Warmth in delightfully ordinary Front pages
Impossible Things Before Breakfast
Weidenfeld & Nicolson, £16.99 Reviewed by Sipora Levy
REBECCA FRONT is an award-winning actress, comedian and writer, whose career has taken her from television comedies such as The Thick of It to the serious drama of War and Peace. For radio, she has co-scripted and appeared in Incredible Women with her brother Jeremy, and is also a frequent guest on
The News Quiz. She was born and raised in East London, read English at Oxford and was the first female president of the Oxford Revue. Her first
Rebecca Front book, Curious was shortlisted for the National Book Awards.

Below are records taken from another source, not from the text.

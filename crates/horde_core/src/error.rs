//! Error types for the crowd simulation.
//!
//! Errors only surface at construction and loading boundaries. The tick
//! path never fails: capacity exhaustion is a boolean and degraded agent
//! states are tolerated in place.

use thiserror::Error;

/// Result type alias using [`HordeError`].
pub type Result<T> = std::result::Result<T, HordeError>;

/// Top-level error type for the simulation core.
#[derive(Debug, Error)]
pub enum HordeError {
    /// A configuration value is out of its valid range.
    #[error("Invalid configuration: {0}")]
    InvalidConfig(String),

    /// Configuration file parsing error.
    #[error("Failed to parse config '{path}': {message}")]
    ConfigParse {
        /// Path to the file that failed to parse.
        path: String,
        /// Error message.
        message: String,
    },

    /// Failed to read a configuration file.
    #[error("Failed to read '{path}': {message}")]
    Io {
        /// Path to the file that failed to load.
        path: String,
        /// Error message.
        message: String,
    },
}

impl HordeError {
    /// Shorthand for [`HordeError::InvalidConfig`].
    pub(crate) fn invalid(message: impl Into<String>) -> Self {
        Self::InvalidConfig(message.into())
    }
}
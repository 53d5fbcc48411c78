//! Agent store properties: swap-remove, tier distribution, invariants
//! under arbitrary spawn/despawn sequences.

use horde_core::prelude::*;
use horde_test_utils::determinism::strategies::{arb_store_ops, StoreOp};
use horde_test_utils::fixtures::{open_field, test_config, TEST_DT_MS};
use proptest::prelude::*;

#[test]
fn test_swap_remove_middle_moves_last() {
    let mut store = AgentStore::new(&test_config(1));
    store.spawn(6, Vec2::ZERO);
    let last = store.snapshot(5);

    store.despawn(2);

    assert_eq!(store.alive_count(), 5);
    assert_eq!(store.snapshot(2), last);
}

#[test]
fn test_swap_remove_last_only_shrinks() {
    let mut store = AgentStore::new(&test_config(1));
    store.spawn(6, Vec2::ZERO);
    let before: Vec<AgentRow> = (0..5).map(|i| store.snapshot(i)).collect();

    store.despawn(5);

    assert_eq!(store.alive_count(), 5);
    for (i, row) in before.iter().enumerate() {
        assert_eq!(&store.snapshot(i), row);
    }
}

#[test]
fn test_removal_loop_revisits_relocated_slot() {
    let mut store = AgentStore::new(&test_config(2));
    for x in 0..10 {
        let tier = if x % 2 == 0 { AgentTier::Brute } else { AgentTier::Drone };
        store.spawn_at(Vec2::new(x as f32, 0.0), Some(tier));
    }

    // Remove every brute; the relocated agent must be checked before moving on.
    let mut i = 0;
    while i < store.alive_count() {
        if store.tier(i) == AgentTier::Brute {
            store.despawn(i);
        } else {
            i += 1;
        }
    }

    assert_eq!(store.alive_count(), 5);
    assert!(store.tier_column().iter().all(|&t| t == AgentTier::Drone));
}

#[test]
fn test_weighted_roll_frequencies() {
    const SAMPLES: usize = 100_000;
    let config = CrowdConfig {
        capacity: SAMPLES,
        seed: 0xC0FFEE,
        ..CrowdConfig::default()
    };
    let mut store = AgentStore::new(&config);
    assert_eq!(store.spawn(SAMPLES, Vec2::ZERO), SAMPLES);

    let mut counts = [0usize; 4];
    for &tier in store.tier_column() {
        counts[tier.index()] += 1;
    }
    let expected = [0.70, 0.20, 0.09, 0.01];
    for (tier, (&count, &p)) in counts.iter().zip(&expected).enumerate() {
        let observed = count as f64 / SAMPLES as f64;
        assert!(
            (observed - p).abs() < 0.01,
            "tier {tier}: observed {observed:.4}, expected {p}"
        );
    }
    let elite = counts[3] as f64 / SAMPLES as f64;
    assert!((elite - 0.01).abs() < 0.003, "elite share {elite:.4}");
}

#[test]
fn test_spawn_at_keeps_exact_position() {
    let config = CrowdConfig {
        capacity: 4,
        bounds: WorldBounds::centered(100.0),
        ..CrowdConfig::default()
    };
    let mut store = AgentStore::new(&config);

    assert!(store.spawn_at(Vec2::new(150.0, 0.0), None));
    assert!(store.spawn_at(Vec2::new(-37.5, 12.25), None));

    assert_eq!(store.position(0), Vec2::new(150.0, 0.0));
    assert_eq!(store.position(1), Vec2::new(-37.5, 12.25));
}

#[test]
fn test_corner_spawn_stays_in_annulus() {
    let config = test_config(5);
    let corner = config.bounds.max;
    let (min_radius, max_radius) = (config.spawn.min_radius, config.spawn.max_radius);
    let mut store = AgentStore::new(&config);

    assert_eq!(store.spawn(200, corner), 200);

    for &p in store.positions() {
        let d = (p - corner).length();
        assert!(
            d >= min_radius - 1e-2 && d <= max_radius + 1e-2,
            "{p:?} is {d} from the origin, outside [{min_radius}, {max_radius}]"
        );
    }
}

#[test]
fn test_corner_spawn_deals_no_immediate_damage() {
    let config = test_config(5);
    let corner = config.bounds.max;
    let mut sim = CrowdSim::new(config).unwrap();
    let nav = open_field(sim.config().bounds);
    sim.spawn(200, corner);

    let damage = sim.update(TEST_DT_MS, corner, &nav);

    assert_eq!(damage, 0);
}

proptest! {
    #![proptest_config(ProptestConfig::with_cases(64))]

    #[test]
    fn prop_store_invariants_hold(ops in arb_store_ops(60)) {
        let config = CrowdConfig { capacity: 48, ..test_config(17) };
        let mut sim = CrowdSim::new(config).unwrap();
        let nav = open_field(sim.config().bounds);
        let mut expected_kills = 0u32;

        for op in ops {
            let alive = sim.alive_count();
            match op {
                StoreOp::Spawn(n, origin) => {
                    let placed = sim.spawn(n, origin);
                    prop_assert_eq!(placed, n.min(sim.capacity() - alive));
                }
                StoreOp::SpawnAt(p, tier) => {
                    let ok = sim.spawn_at(p, tier);
                    prop_assert_eq!(ok, alive < sim.capacity());
                    if let (true, Some(tier)) = (ok, tier) {
                        prop_assert_eq!(sim.tier(alive), tier);
                    }
                }
                StoreOp::Despawn(i) if alive > 0 => sim.despawn(i % alive),
                StoreOp::Kill(i) if alive > 0 => {
                    sim.kill_by_player(i % alive);
                    expected_kills += 1;
                }
                StoreOp::Damage(i, amount) if alive > 0 => {
                    let index = i % alive;
                    let before = sim.hit_points(index);
                    let dead = sim.damage_agent(index, amount);
                    prop_assert_eq!(sim.hit_points(index), before.saturating_sub(amount));
                    prop_assert_eq!(dead, sim.hit_points(index) == 0);
                }
                StoreOp::Tick => {
                    sim.update(TEST_DT_MS, Vec2::ZERO, &nav);
                }
                _ => {}
            }

            prop_assert!(sim.alive_count() <= sim.capacity());
            prop_assert!(sim.agents().check_invariants().is_ok());
            for index in 0..sim.alive_count() {
                let max = sim.config().tiers.get(sim.tier(index)).max_hit_points;
                prop_assert!(sim.hit_points(index) <= max);
                prop_assert!(AgentTier::ALL.contains(&sim.tier(index)));
            }
        }

        prop_assert_eq!(sim.consume_kills_this_frame(), expected_kills);
    }

    #[test]
    fn prop_ids_are_unique(ops in arb_store_ops(60)) {
        let config = CrowdConfig { capacity: 48, ..test_config(23) };
        let mut sim = CrowdSim::new(config).unwrap();

        for op in ops {
            let alive = sim.alive_count();
            match op {
                StoreOp::Spawn(n, origin) => { sim.spawn(n, origin); }
                StoreOp::SpawnAt(p, tier) => { sim.spawn_at(p, tier); }
                StoreOp::Despawn(i) | StoreOp::Kill(i) if alive > 0 => sim.despawn(i % alive),
                _ => {}
            }
        }

        let mut ids: Vec<AgentId> = (0..sim.alive_count()).map(|i| sim.id(i)).collect();
        let len = ids.len();
        ids.sort_unstable();
        ids.dedup();
        prop_assert_eq!(ids.len(), len);
    }
}
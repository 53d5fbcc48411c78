//! Shipped scenario files load and replay deterministically.

use std::path::PathBuf;

use horde_headless::runner::ScenarioRunner;
use horde_headless::scenario::{Scenario, TargetPath};
use horde_test_utils::determinism::verify_determinism;

fn scenario_path(name: &str) -> PathBuf {
    PathBuf::from(env!("CARGO_MANIFEST_DIR"))
        .join("scenarios")
        .join(name)
}

#[test]
fn test_corridor_loads() {
    let scenario = Scenario::load(scenario_path("corridor.ron")).unwrap();

    assert_eq!(scenario.name, "corridor");
    assert_eq!(scenario.obstacles.len(), 2);
    assert_eq!(scenario.hives.len(), 2);
    assert!(matches!(scenario.target, TargetPath::Waypoints { .. }));
    assert!(scenario.kill_zone.is_some());

    let nav = scenario.build_navigation().unwrap();
    assert!(nav.blocked_count() > 0);
}

#[test]
fn test_resolve_accepts_file_paths() {
    let path = scenario_path("corridor.ron");
    let scenario = Scenario::resolve(path.to_str().unwrap()).unwrap();
    assert_eq!(scenario.crowd.seed, 11);
}

#[test]
fn test_corridor_replays_identically() {
    let path = scenario_path("corridor.ron");
    let result = verify_determinism(
        3,
        90,
        || ScenarioRunner::new(Scenario::load(&path).unwrap()).unwrap(),
        |runner| {
            runner.step();
        },
        |runner| runner.sim().state_hash(),
    );
    result.assert_deterministic();
}

#[test]
fn test_builtins_replay_identically() {
    for name in Scenario::BUILTINS {
        let result = verify_determinism(
            2,
            30,
            || ScenarioRunner::new(Scenario::builtin(name).unwrap()).unwrap(),
            |runner| {
                runner.step();
            },
            |runner| runner.sim().state_hash(),
        );
        result.assert_deterministic();
    }
}
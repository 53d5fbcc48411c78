//! Headless scenario runner for crowd benchmarking and CI verification.
//!
//! This crate drives [`horde_core::simulation::CrowdSim`] through scripted
//! scenarios without rendering. It provides:
//!
//! - **Scenarios**: RON files (or built-ins) describing the crowd config,
//!   obstacles, target movement and scripted spawns, fear and kills
//! - **Metrics**: damage, kills, despawns and tick timing per run
//! - **Batches**: one scenario across many seeds in parallel
//! - **Determinism checks**: repeated runs compared by state hash
//!
//! # Example
//!
//! ```bash
//! # Run a built-in scenario
//! cargo run -p horde_headless -- run --scenario courtyard
//!
//! # Run a scenario file
//! cargo run -p horde_headless -- run --scenario crates/horde_headless/scenarios/corridor.ron
//!
//! # Verify determinism
//! cargo run -p horde_headless -- verify --scenario stampede --runs 5
//! ```

pub mod batch;
pub mod metrics;
pub mod runner;
pub mod scenario;

pub use batch::{run_batch, verify_determinism, BatchConfig, BatchResults, DeterminismReport};
pub use metrics::{BatchSummary, MetricsCollector, RunMetrics};
pub use runner::{run_bench, ScenarioRunner};
pub use scenario::{Scenario, ScenarioError, TargetPath};
//! Crowd benchmarks for horde_core.
//!
//! Run with: `cargo bench -p horde_core`

// Benchmark binaries don't need docs on macro-generated functions
#![allow(missing_docs)]

use criterion::{black_box, criterion_group, criterion_main, BenchmarkId, Criterion};
use horde_core::prelude::*;

fn crowd(agents: usize) -> (CrowdSim, NavigationField) {
    let config = CrowdConfig {
        capacity: agents,
        seed: 42,
        ..CrowdConfig::default()
    };
    let mut sim = CrowdSim::new(config).expect("default config is valid");
    sim.spawn(agents, Vec2::ZERO);

    let mut nav = NavigationField::new(sim.config().bounds, 32.0).expect("bounds are valid");
    nav.add_obstacle_rect(Vec2::new(-200.0, -40.0), Vec2::new(400.0, 80.0));
    nav.add_obstacle_circle(Vec2::new(300.0, 300.0), 60.0);
    nav.build_flow_field(Vec2::ZERO);
    (sim, nav)
}

/// Cost of one `update` at several crowd sizes.
pub fn tick_benchmark(c: &mut Criterion) {
    let mut group = c.benchmark_group("crowd_tick");
    for agents in [1_000usize, 5_000, 20_000] {
        let (mut sim, nav) = crowd(agents);
        group.bench_with_input(BenchmarkId::from_parameter(agents), &agents, |b, _| {
            b.iter(|| black_box(sim.update(16.0, Vec2::ZERO, &nav)));
        });
    }
    group.finish();
}

/// Cost of a full BFS rebuild on the default world.
pub fn flow_field_benchmark(c: &mut Criterion) {
    let (_, mut nav) = crowd(1);
    let mut flip = false;
    c.bench_function("flow_field_rebuild", |b| {
        b.iter(|| {
            flip = !flip;
            let target = if flip { Vec2::new(500.0, 500.0) } else { Vec2::new(-500.0, -500.0) };
            nav.build_flow_field(black_box(target));
        });
    });
}

/// Cost of rebuilding the separation grid over every agent.
pub fn density_benchmark(c: &mut Criterion) {
    let (sim, _) = crowd(20_000);
    c.bench_function("density_snapshot_20k", |b| {
        b.iter(|| black_box(sim.density_snapshot().len()));
    });
}

criterion_group!(benches, tick_benchmark, flow_field_benchmark, density_benchmark);
criterion_main!(benches);
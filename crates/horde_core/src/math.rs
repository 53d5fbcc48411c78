//! Vector math and world bounds for the crowd simulation.
//!
//! The simulation is single-process and never exchanges state with peers,
//! so it works in plain `f32`. Reproducibility comes from a fixed operation
//! order and seeded spawning, not from fixed-point arithmetic.

use serde::{Deserialize, Serialize};

/// 2D vector in world units.
#[derive(Debug, Clone, Copy, PartialEq, Default, Serialize, Deserialize)]
pub struct Vec2 {
    /// X coordinate.
    pub x: f32,
    /// Y coordinate.
    pub y: f32,
}

impl Vec2 {
    /// Zero vector.
    pub const ZERO: Self = Self { x: 0.0, y: 0.0 };

    /// Create a new vector.
    #[must_use]
    pub const fn new(x: f32, y: f32) -> Self {
        Self { x, y }
    }

    /// Squared length (avoids sqrt for comparisons).
    #[must_use]
    pub fn length_squared(self) -> f32 {
        self.x * self.x + self.y * self.y
    }

    /// Euclidean length.
    #[must_use]
    pub fn length(self) -> f32 {
        self.length_squared().sqrt()
    }

    /// Squared distance to `other`.
    #[must_use]
    pub fn distance_squared(self, other: Self) -> f32 {
        (self - other).length_squared()
    }

    /// Distance to `other`.
    #[must_use]
    pub fn distance(self, other: Self) -> f32 {
        self.distance_squared(other).sqrt()
    }

    /// Dot product of two vectors.
    #[must_use]
    pub fn dot(self, other: Self) -> f32 {
        self.x * other.x + self.y * other.y
    }

    /// Unit vector in the same direction, or zero for a zero-length input.
    #[must_use]
    pub fn normalize_or_zero(self) -> Self {
        let len_sq = self.length_squared();
        if len_sq <= f32::EPSILON * f32::EPSILON {
            return Self::ZERO;
        }
        self * len_sq.sqrt().recip()
    }

    /// True if both components are exactly zero.
    #[must_use]
    pub fn is_zero(self) -> bool {
        self.x == 0.0 && self.y == 0.0
    }

    /// Point at `radius` from the origin along `angle` radians.
    #[must_use]
    pub fn from_polar(angle: f32, radius: f32) -> Self {
        let (sin, cos) = angle.sin_cos();
        Self::new(cos * radius, sin * radius)
    }
}

impl std::ops::Add for Vec2 {
    type Output = Self;

    fn add(self, rhs: Self) -> Self::Output {
        Self::new(self.x + rhs.x, self.y + rhs.y)
    }
}

impl std::ops::AddAssign for Vec2 {
    fn add_assign(&mut self, rhs: Self) {
        self.x += rhs.x;
        self.y += rhs.y;
    }
}

impl std::ops::Sub for Vec2 {
    type Output = Self;

    fn sub(self, rhs: Self) -> Self::Output {
        Self::new(self.x - rhs.x, self.y - rhs.y)
    }
}

impl std::ops::Mul<f32> for Vec2 {
    type Output = Self;

    fn mul(self, rhs: f32) -> Self::Output {
        Self::new(self.x * rhs, self.y * rhs)
    }
}

impl std::ops::Neg for Vec2 {
    type Output = Self;

    fn neg(self) -> Self::Output {
        Self::new(-self.x, -self.y)
    }
}

/// Axis-aligned world rectangle, `min` inclusive and `max` exclusive.
#[derive(Debug, Clone, Copy, PartialEq, Serialize, Deserialize)]
pub struct WorldBounds {
    /// Lower-left corner.
    pub min: Vec2,
    /// Upper-right corner.
    pub max: Vec2,
}

impl WorldBounds {
    /// Create bounds from two corners.
    #[must_use]
    pub const fn new(min: Vec2, max: Vec2) -> Self {
        Self { min, max }
    }

    /// Square bounds of side `2 * half_extent` centred on the origin.
    #[must_use]
    pub const fn centered(half_extent: f32) -> Self {
        Self {
            min: Vec2::new(-half_extent, -half_extent),
            max: Vec2::new(half_extent, half_extent),
        }
    }

    /// Width in world units.
    #[must_use]
    pub fn width(&self) -> f32 {
        self.max.x - self.min.x
    }

    /// Height in world units.
    #[must_use]
    pub fn height(&self) -> f32 {
        self.max.y - self.min.y
    }

    /// True if the bounds enclose a positive area.
    #[must_use]
    pub fn is_valid(&self) -> bool {
        self.width() > 0.0 && self.height() > 0.0
    }

    /// True if `p` lies inside the bounds.
    #[must_use]
    pub fn contains(&self, p: Vec2) -> bool {
        p.x >= self.min.x && p.x < self.max.x && p.y >= self.min.y && p.y < self.max.y
    }

    /// Clamp `p` into the bounds (onto the closed rectangle).
    #[must_use]
    pub fn clamp(&self, p: Vec2) -> Vec2 {
        Vec2::new(
            p.x.clamp(self.min.x, self.max.x),
            p.y.clamp(self.min.y, self.max.y),
        )
    }

    /// Number of `cell_size` cells needed to cover the bounds on each axis.
    #[must_use]
    pub fn cell_dims(&self, cell_size: f32) -> (usize, usize) {
        let cols = (self.width() / cell_size).ceil().max(1.0) as usize;
        let rows = (self.height() / cell_size).ceil().max(1.0) as usize;
        (cols, rows)
    }
}

impl Default for WorldBounds {
    fn default() -> Self {
        Self::centered(2048.0)
    }
}
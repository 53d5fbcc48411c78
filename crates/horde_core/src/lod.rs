//! Level-of-detail bands for the steering pass.
//!
//! Agents close to the target get full behavior every tick. Farther agents
//! drift on their last velocity and only re-steer on ticks selected by
//! `(tick + index) & mask == 0`, which spreads the recompute cost evenly
//! across agents without any randomness.

use serde::{Deserialize, Serialize};

use crate::config::SteeringConfig;

/// Distance band of an agent relative to the target.
#[derive(Debug, Clone, Copy, PartialEq, Eq, Hash, Serialize, Deserialize)]
pub enum LodBand {
    /// Full separation, flow blending and collision.
    Near,
    /// Seek-only recompute on masked ticks, straight drift otherwise.
    Far,
    /// As [`LodBand::Far`] with a sparser mask.
    VeryFar,
}

impl LodBand {
    /// Classify by squared distance to the target.
    #[must_use]
    pub fn classify(dist_sq: f32, config: &SteeringConfig) -> Self {
        let near = config.sep_active_radius;
        let very_far = config.very_far_radius();
        if dist_sq <= near * near {
            Self::Near
        } else if dist_sq <= very_far * very_far {
            Self::Far
        } else {
            Self::VeryFar
        }
    }

    /// Stagger mask for this band. Near agents recompute every tick.
    #[must_use]
    pub const fn recompute_mask(self, config: &SteeringConfig) -> u64 {
        match self {
            Self::Near => 0,
            Self::Far => config.far_recompute_mask,
            Self::VeryFar => config.very_far_recompute_mask,
        }
    }

    /// True if agent `index` re-steers on `tick`.
    #[must_use]
    pub const fn should_recompute(self, tick: u64, index: usize, config: &SteeringConfig) -> bool {
        stagger(tick, index, self.recompute_mask(config))
    }
}

/// `(tick + index) & mask == 0`.
#[inline]
#[must_use]
pub const fn stagger(tick: u64, index: usize, mask: u64) -> bool {
    tick.wrapping_add(index as u64) & mask == 0
}
//! Scenario execution.
//!
//! [`ScenarioRunner`] drives a [`CrowdSim`] through a [`Scenario`]: it plays
//! the scripted callers (waves, hives, fear pulses, the kill zone), keeps the
//! flow field current for a moving target, and collects [`RunMetrics`].

use std::time::{Duration, Instant};

use horde_core::config::{AgentTier, CrowdConfig, SpawnConfig};
use horde_core::math::{Vec2, WorldBounds};
use horde_core::navigation::NavigationField;
use horde_core::simulation::CrowdSim;
use tracing::{debug, info, warn};

use crate::metrics::{MetricsCollector, RunMetrics};
use crate::scenario::{KillZone, Scenario, ScenarioError, TargetPath, Wave};

/// Ticks between progress log lines.
const PROGRESS_LOG_INTERVAL: u64 = 600;

/// `update` calls slower than this are logged.
const SLOW_TICK_THRESHOLD: Duration = Duration::from_millis(8);

/// Runs one scenario to completion.
#[derive(Debug)]
pub struct ScenarioRunner {
    scenario: Scenario,
    sim: CrowdSim,
    nav: NavigationField,
    collector: MetricsCollector,
    /// Scratch for elite kill positions within one kill-zone pulse.
    elite_deaths: Vec<Vec2>,
}

impl ScenarioRunner {
    /// Build the simulation and navigation grid for `scenario`.
    pub fn new(scenario: Scenario) -> Result<Self, ScenarioError> {
        scenario.validate()?;
        let sim = CrowdSim::new(scenario.crowd.clone())?;
        let nav = scenario.build_navigation()?;
        let collector = MetricsCollector::new(&scenario.name, scenario.crowd.seed);
        debug!(
            scenario = %scenario.name,
            seed = scenario.crowd.seed,
            blocked_cells = nav.blocked_count(),
            "Scenario initialized"
        );
        Ok(Self {
            scenario,
            sim,
            nav,
            collector,
            elite_deaths: Vec::new(),
        })
    }

    /// The simulation being driven.
    #[must_use]
    pub const fn sim(&self) -> &CrowdSim {
        &self.sim
    }

    /// The navigation grid.
    #[must_use]
    pub const fn nav(&self) -> &NavigationField {
        &self.nav
    }

    /// The scenario being played.
    #[must_use]
    pub const fn scenario(&self) -> &Scenario {
        &self.scenario
    }

    /// Target position for the current tick.
    #[must_use]
    pub fn current_target(&self) -> Vec2 {
        let elapsed_ms = self.sim.tick() as f64 * f64::from(self.scenario.tick_ms);
        self.scenario.target.position_at(elapsed_ms)
    }

    /// Advance one tick. Returns the touch damage dealt.
    pub fn step(&mut self) -> u32 {
        let tick = self.sim.tick();
        let target = self.current_target();

        self.refresh_flow_field(target);
        self.run_spawners(tick);
        self.run_fear_pulses(tick, target);
        self.collector.observe_alive(self.sim.alive_count());

        let tick_start = Instant::now();
        let damage = self.sim.update(self.scenario.tick_ms, target, &self.nav);
        let elapsed = tick_start.elapsed();

        if elapsed > SLOW_TICK_THRESHOLD {
            warn!(
                tick,
                duration_us = elapsed.as_micros() as u64,
                agents = self.sim.alive_count(),
                "Slow tick"
            );
        }

        let stats = self.sim.last_tick_stats();
        if let Some(zone) = self.scenario.kill_zone {
            if tick % zone.interval_ticks == 0 {
                self.apply_kill_zone(&zone, target);
            }
        }
        let kills = self.sim.consume_kills_this_frame();
        self.collector.on_kills(kills);
        self.collector.on_tick(stats, self.sim.alive_count(), elapsed);

        if tick % PROGRESS_LOG_INTERVAL == 0 {
            debug!(
                tick,
                max_ticks = self.scenario.max_ticks,
                agents = self.sim.alive_count(),
                near = stats.near_count,
                damage,
                kills,
                "Run progress"
            );
        }

        damage
    }

    /// Run to `max_ticks` and return the collected metrics.
    pub fn run(mut self) -> RunMetrics {
        let max_ticks = self.scenario.max_ticks;
        self.run_for(max_ticks);
        self.finish()
    }

    /// Advance `ticks` ticks.
    pub fn run_for(&mut self, ticks: u64) {
        for _ in 0..ticks {
            self.step();
        }
    }

    /// Stop and return the collected metrics.
    #[must_use]
    pub fn finish(self) -> RunMetrics {
        let metrics = self
            .collector
            .finalize(self.sim.alive_count(), self.sim.state_hash());
        info!(
            scenario = %metrics.scenario,
            seed = metrics.seed,
            ticks = metrics.ticks,
            damage = metrics.total_damage,
            kills = metrics.kills,
            mean_tick_us = metrics.mean_tick_us,
            "Run complete"
        );
        metrics
    }

    /// Rebuild the flow field when the target has moved into another cell.
    fn refresh_flow_field(&mut self, target: Vec2) {
        let cell = self.nav.resolve_target_cell(target);
        if self.nav.target_cell() == Some(cell) {
            return;
        }
        self.nav.build_flow_field(target);
        self.collector.on_flow_rebuild();
    }

    fn run_spawners(&mut self, tick: u64) {
        for wave in &self.scenario.initial_waves {
            if wave.at_tick == tick {
                spawn_wave(&mut self.sim, wave);
            }
        }
        for hive in &self.scenario.hives {
            if tick % hive.interval_ticks != 0 {
                continue;
            }
            for _ in 0..hive.per_spawn {
                if !self.sim.spawn_at(hive.position, hive.tier) {
                    break;
                }
            }
        }
    }

    fn run_fear_pulses(&mut self, tick: u64, target: Vec2) {
        for pulse in &self.scenario.fear_pulses {
            if pulse.at_tick != tick {
                continue;
            }
            let source = pulse.source.unwrap_or(target);
            let affected = self.sim.trigger_fear(source, pulse.radius, pulse.duration_ms);
            debug!(tick, affected, "Fear pulse");
        }
    }

    /// Damage every agent within the zone; kill the ones that drop to zero.
    fn apply_kill_zone(&mut self, zone: &KillZone, target: Vec2) {
        let radius_sq = zone.radius * zone.radius;
        self.elite_deaths.clear();

        let mut i = 0;
        while i < self.sim.alive_count() {
            let position = self.sim.position(i);
            if position.distance_squared(target) > radius_sq || !self.sim.damage_agent(i, zone.damage)
            {
                i += 1;
                continue;
            }
            if self.sim.tier(i) == AgentTier::Elite {
                self.elite_deaths.push(position);
            }
            // The last agent now sits at `i`; check it before moving on.
            self.sim.kill_by_player(i);
        }

        if zone.elite_fear_radius > 0.0 {
            for &at in &self.elite_deaths {
                self.sim
                    .trigger_fear(at, zone.elite_fear_radius, zone.elite_fear_ms);
            }
        }
    }
}

fn spawn_wave(sim: &mut CrowdSim, wave: &Wave) {
    let placed = sim.spawn(wave.count, wave.origin);
    if placed < wave.count {
        debug!(requested = wave.count, placed, "Wave truncated by capacity");
    }
}

/// Build a benchmark scenario: `agents` spawned at tick zero around a
/// stationary target on an open field.
#[must_use]
pub fn bench_scenario(agents: usize, ticks: u64, seed: u64) -> Scenario {
    let half_extent = 2048.0;
    Scenario {
        name: format!("bench_{agents}"),
        description: "Open-field throughput benchmark".to_string(),
        crowd: CrowdConfig {
            capacity: agents.max(1),
            bounds: WorldBounds::centered(half_extent),
            seed,
            spawn: SpawnConfig {
                min_radius: 100.0,
                max_radius: 1_200.0,
                ..SpawnConfig::default()
            },
            ..CrowdConfig::default()
        },
        nav_cell_size: 32.0,
        obstacles: Vec::new(),
        target: TargetPath::Stationary(Vec2::ZERO),
        initial_waves: vec![Wave {
            at_tick: 0,
            count: agents,
            origin: Vec2::ZERO,
        }],
        hives: Vec::new(),
        fear_pulses: Vec::new(),
        kill_zone: None,
        tick_ms: 16.0,
        max_ticks: ticks,
    }
}

/// Run [`bench_scenario`] and return its metrics.
pub fn run_bench(agents: usize, ticks: u64, seed: u64) -> Result<RunMetrics, ScenarioError> {
    Ok(ScenarioRunner::new(bench_scenario(agents, ticks, seed))?.run())
}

Her new collection of essays is subtitled “Adventures in the Ordinary”, and though the topics are indeed of the everyday kind — going to the dentist, having friends round for dinner or a holiday by the sea — her acute observations and sharp humour lift these experiences from the mundane to the refreshingly different.
She is an extremely perceptive observer of people — in particular her family — as well as being aware of her own foibles, all of which imbues her writing with a warm authenticity.
In Heavy Breathing she relates her experience of attending ante-natal classes while her husband Phil mostly preferred to watch Chelsea on television. This story is hilarious and, as elsewhere, reveals her ability to convey her own vulnerability.
The book is not only funny but in places deeply moving. In Girls’ Night Out, she acknowledges the shock and helplessness of losing a friend to cancer. In Impenetrable, she describes how looking at the stars with her teenage son brought them closer together.
Her memories move back and forth in time, so we are taken into her childhood, her career and her Jewishness. Not Necessarily in the Right Order is a touching recollection of how her non-Jewish acting colleagues staged a surprise Seder night for her when she was on tour and unable to go home to celebrate with her own family.
Mother Tongue is a sensitive evocation of the power of Yiddish in a nonYiddish speaking world and Dolly and Millie Take Tea is a loving and funny tribute to her grandmother and aunt.
Rebecca Front is an affecting and elegant writer with a gift for making the ordinary seem extraordinary. In her preface, she offers a clue to her methods: “I watch people all the time and I’m an inveterate eavesdropper… I try not to focus on what they’re saying, but rather on what they are not saying.” Such attention to body language, omissions and detail in general, infuses her writing throughout this delightful book.